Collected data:
###

//! Request guards: session and role checks, credential rate limiting.

pub mod middleware;
pub mod rate_limit;

pub use middleware::{require_admin, require_session};
pub use rate_limit::{CredentialRateLimiter, rate_limit_middleware};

###

- _WHAT TO WORK ON_: Return, word for word, the line containing "pub mod middleware;" and all lines after it through the last line of the records, and nothing else.

- _EXERCISE SOLUTION_:
pub mod middleware;
pub mod rate_limit;

pub use middleware::{require_admin, require_session};
pub use rate_limit::{CredentialRateLimiter, rate_limit_middleware};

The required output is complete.